Mi è tornato alla mente un episodio marginale, quasi banale, un po’ fantozziano, di cui sono stato protagonista e che mi ha – una volta di più – allontanato intellettualmente dalla curva. Ero a Montecarlo per la finale di Supercoppa Europea e non ho potuto sedermi al mio posto – in curva, in una delle vezzose curve del vezzoso stadiuolo monegasco – perché c’erano dei tornelli umani che distinguevano tra curvaioli e occasionali, e impedivano a questi ultimi – riconosciuti a occhio – di prendere posto (il loro posto, regolarmente pagato, nel mio caso strapagato). Non ci ho messo molto a capire che nelle vezzosa curva c’erano almeno duemila persone in più di quelle previste (moltissime entrate senza biglietto, alla faccia della sicurezza Uefa) e che la MIA battaglia per andare al MIO posto era già persa in partenza. Pazienza. Mi sono visto la partita in piedi, l’Inter ha perso, vaffanculo, ho ripreso la macchina e sono tornato a casa.
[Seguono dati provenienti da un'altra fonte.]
#![forbid(unsafe_code)]

use core::fmt;

use gymchat_domain::Topic;
use gymchat_protocol::NegotiatedHeartBeat;

/// Lifecycle of the single realtime connection.
#[derive(Debug, Clone, Copy, PartialEq, Eq, Default)]
pub enum ConnectionState {
	#[default]
	Disconnected,
	Connecting,
	Connected,
	Errored,
}

impl ConnectionState {
	pub const fn is_connected(self) -> bool {
		matches!(self, ConnectionState::Connected)
	}

	pub const fn as_str(self) -> &'static str {
		match self {
			ConnectionState::Disconnected => "disconnected",
			ConnectionState::Connecting => "connecting",
			ConnectionState::Connected => "connected",
			ConnectionState::Errored => "errored",
		}
	}
}

impl fmt::Display for ConnectionState {
	fn fmt(&self, f: &mut fmt::Formatter<'_>) -> fmt::Result {
		f.write_str(self.as_str())
	}
}

/// Events emitted by the network task.
#[derive(Debug, Clone, PartialEq, Eq)]
pub enum ChatEvent {
	StateChanged(ConnectionState),
	Connected {
		heart_beat: NegotiatedHeartBeat,
	},
	Disconnected {
		reason: String,
	},
	Reconnecting {
		attempt: u32,
		next_retry_in_ms: u64,
	},
	/// Automatic reconnection gave up; an explicit `connect` is required.
	ReconnectExhausted {
		attempts: u32,
	},
	/// The server sent an ERROR frame.
	ServerError {
		message: String,
	},
	/// An inbound frame was dropped without reaching any callback.
	FrameDropped {
		topic: Option<Topic>,
		reason: String,
	},
}
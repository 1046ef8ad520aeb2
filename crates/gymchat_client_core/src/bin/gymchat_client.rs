#![forbid(unsafe_code)]

use std::sync::Arc;

use gymchat_client_core::{
	AUTH_TOKEN_ENV, ChatClient, ClientConfig, ConversationView, CustomerChat, EnvCredential, HttpChatApi,
	SharedCredentialSource, StaffInbox, StaticCredential,
};
use gymchat_domain::{ConversationDirectory, ConversationId};
use tracing::{info, warn};

fn usage_and_exit() -> ! {
	eprintln!(
		"Usage: gymchat_client [--api url] [--token token] [--staff] [--conversation id] [--send text]\n\
\n\
Options:\n\
	--api           Backend base URL (default: $GYMCHAT_API_BASE_URL or http://localhost:8080/api)\n\
	--token         Bearer token (default: $GYMCHAT_AUTH_TOKEN)\n\
	--staff         Staff console: list conversations and follow new-message notifications\n\
	--conversation  Conversation to open (staff only; customers always use their own)\n\
	--send          Send one message once connected\n\
	--help          Show this help\n\
\n\
Examples:\n\
	gymchat_client --send \"Is the sauna open today?\"\n\
	gymchat_client --staff --conversation 42 --send \"Yes, until 22:00\"\n"
	);
	std::process::exit(2)
}

fn init_tracing() {
	let filter = std::env::var("RUST_LOG").unwrap_or_else(|_| "info,gymchat_client_core=debug".to_string());
	tracing_subscriber::fmt().with_env_filter(filter).with_target(false).init();
}

struct Args {
	api: Option<String>,
	token: Option<String>,
	staff: bool,
	conversation: Option<ConversationId>,
	send: Option<String>,
}

fn parse_args() -> Args {
	let mut args = Args {
		api: None,
		token: None,
		staff: false,
		conversation: None,
		send: None,
	};

	let mut it = std::env::args().skip(1);
	while let Some(arg) = it.next() {
		match arg.as_str() {
			"--help" | "-h" => usage_and_exit(),
			"--api" => {
				let v = it.next().unwrap_or_else(|| usage_and_exit());
				if let Err(e) = gymchat_util::endpoint::validate_backend_url(&v) {
					eprintln!("Invalid --api value: {e}");
					usage_and_exit();
				}
				args.api = Some(v);
			}
			"--token" => {
				let v = it.next().unwrap_or_else(|| usage_and_exit());
				args.token = Some(v);
			}
			"--staff" => args.staff = true,
			"--conversation" => {
				let v = it.next().unwrap_or_else(|| usage_and_exit());
				let id = ConversationId::new(v.trim()).unwrap_or_else(|e| {
					eprintln!("Invalid --conversation value: {e}");
					usage_and_exit()
				});
				args.conversation = Some(id);
			}
			"--send" => {
				let v = it.next().unwrap_or_else(|| usage_and_exit());
				if v.trim().is_empty() {
					eprintln!("--send must be non-empty");
					usage_and_exit();
				}
				args.send = Some(v);
			}
			other => {
				eprintln!("Unknown argument: {other}");
				usage_and_exit();
			}
		}
	}

	if args.conversation.is_some() && !args.staff {
		eprintln!("--conversation requires --staff");
		usage_and_exit();
	}

	args
}

/// Print confirmed messages of `view` as they arrive, until ctrl-c.
async fn follow(view: &ConversationView) {
	let mut changes = view.changes();
	let mut printed = 0usize;
	loop {
		let confirmed: Vec<_> = view.messages().into_iter().filter(|m| !m.is_pending()).collect();
		if confirmed.len() < printed {
			printed = 0;
		}
		for m in &confirmed[printed..] {
			let who = m.sender_name.as_deref().unwrap_or(m.sender_role.as_str());
			println!("[{}] {}: {}", m.created_at.format("%H:%M"), who, m.content);
		}
		printed = confirmed.len();

		tokio::select! {
			_ = tokio::signal::ctrl_c() => return,
			res = changes.changed() => {
				if res.is_err() {
					return;
				}
			}
		}
	}
}

#[tokio::main]
async fn main() -> anyhow::Result<()> {
	init_tracing();
	let args = parse_args();

	let mut cfg = ClientConfig::from_env()?;
	if let Some(api) = args.api {
		cfg = cfg.with_api_base_url(api);
	}
	let endpoint = cfg.endpoint()?;

	let credentials: SharedCredentialSource = match args.token {
		Some(token) => Arc::new(StaticCredential::new(token)),
		None => Arc::new(EnvCredential::new(AUTH_TOKEN_ENV)),
	};
	let api = Arc::new(HttpChatApi::new(endpoint.clone(), Arc::clone(&credentials)));

	info!(backend = %endpoint.base_url(), socket = %endpoint.chat_socket_url(), "connecting");
	let (client, shutdown) = ChatClient::spawn(cfg);
	client.connect_shared(credentials).await?;

	if args.staff {
		let mut inbox = StaffInbox::new(client.clone(), api);
		inbox.start().await?;
		for c in inbox.conversations() {
			println!("#{:<6} {:<24} {}", c.id, c.customer_name, ConversationDirectory::label(&c));
		}

		if let Some(id) = args.conversation {
			inbox.open_conversation(id).await?;
			if let Some(text) = args.send.as_deref() {
				inbox.send(text).await?;
			}
			follow(inbox.view()).await;
		} else {
			let mut changes = inbox.changes();
			loop {
				tokio::select! {
					_ = tokio::signal::ctrl_c() => break,
					res = changes.changed() => {
						if res.is_err() {
							break;
						}
						if let Some(top) = inbox.conversations().first() {
							println!("latest: #{} {} ({})", top.id, top.customer_name, ConversationDirectory::label(top));
						}
					}
				}
			}
		}
		inbox.stop().await;
	} else {
		let chat = CustomerChat::new(client.clone(), api);
		match chat.open().await? {
			Some(id) => info!(conversation = %id, "following conversation"),
			None => info!("no conversation yet"),
		}
		if let Some(text) = args.send.as_deref()
			&& let Err(e) = chat.send(text).await
		{
			warn!(error = %e, "send failed");
		}
		follow(chat.view()).await;
		chat.close().await;
	}

	client.disconnect().await;
	shutdown.shutdown().await;
	Ok(())
}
Insomma, non ho preso pugni ma ho subito una violenza. E io non accetto né questa violenza né quella peggiore, a forza di nocche, di anfibi o di punte acuminate. Non accetto l’idea che non si possa andare in trasferta tranquilli, che non si possa vedere una partita in condizioni normali. Non accetto l’idea che nemmeno nel mio stadio sia necessario fare delle scelte, pensarci tre volte se sia meglio sedersi qui oppure là, chiedersi se abbia un senso andare al primo o secondo blu quando si gioca con Juve e Napoli, oppure sedersi troppo vicino ai posti verdi se si prevede un minimo di mescolanza.

Da quando la favolosa metafora degli “stadi per famiglie” e delle “famiglie allo stadio” riempie le bocche di chi non mette piede negli stadi, o si siede in lussuose poltrone centrali a distanza di sicurezza dalla merda che regna 50 metri più in là, sono passato dalla modalità “grasse risate” alla modalità “cambio canale”. I problemi degli stadi sono in quel video lì, sei minuti molto didattici al termine dei quali ti scappa la voglia. Poco mi importa, se non per rigore cronachistico, sapere chi ha cominciato per primo. Il problema è che, invece di vedersi una partita di calcio, c’è sempre qualcuno che comincia qualcosa. Questa, signori, è la merda che ci circonda, il cancro che ci ammorba. Io non sogno mica uno stadio “club Voltaire”, per carità, perché altrimenti mi farei un abbonamento a teatro e morta lì. Ma penso che tutti dovremmo coltivare un’aspirazione che ci distingua dalle scimmie: uno stadio con sedie comode, buoni servizi e ottima visibilità, dove esercitare tifo smodato con un minimo di rispetto per gli ospiti, con l’obiettivo di sotterrarli di gol e poi stringerli la mano prima di imboccare l’uscita. Il resto proprio non mi appartiene. E infatti al gol di Icardi saltavo come un bambino dell’asilo, “gaaaaa, gaaaaaa, gaaaaaaaaaaaaaaaa, tohhhhhhhh, prrrrrrrrrrrrrrrr, buahahahahahah!”, ma ero in soggiorno.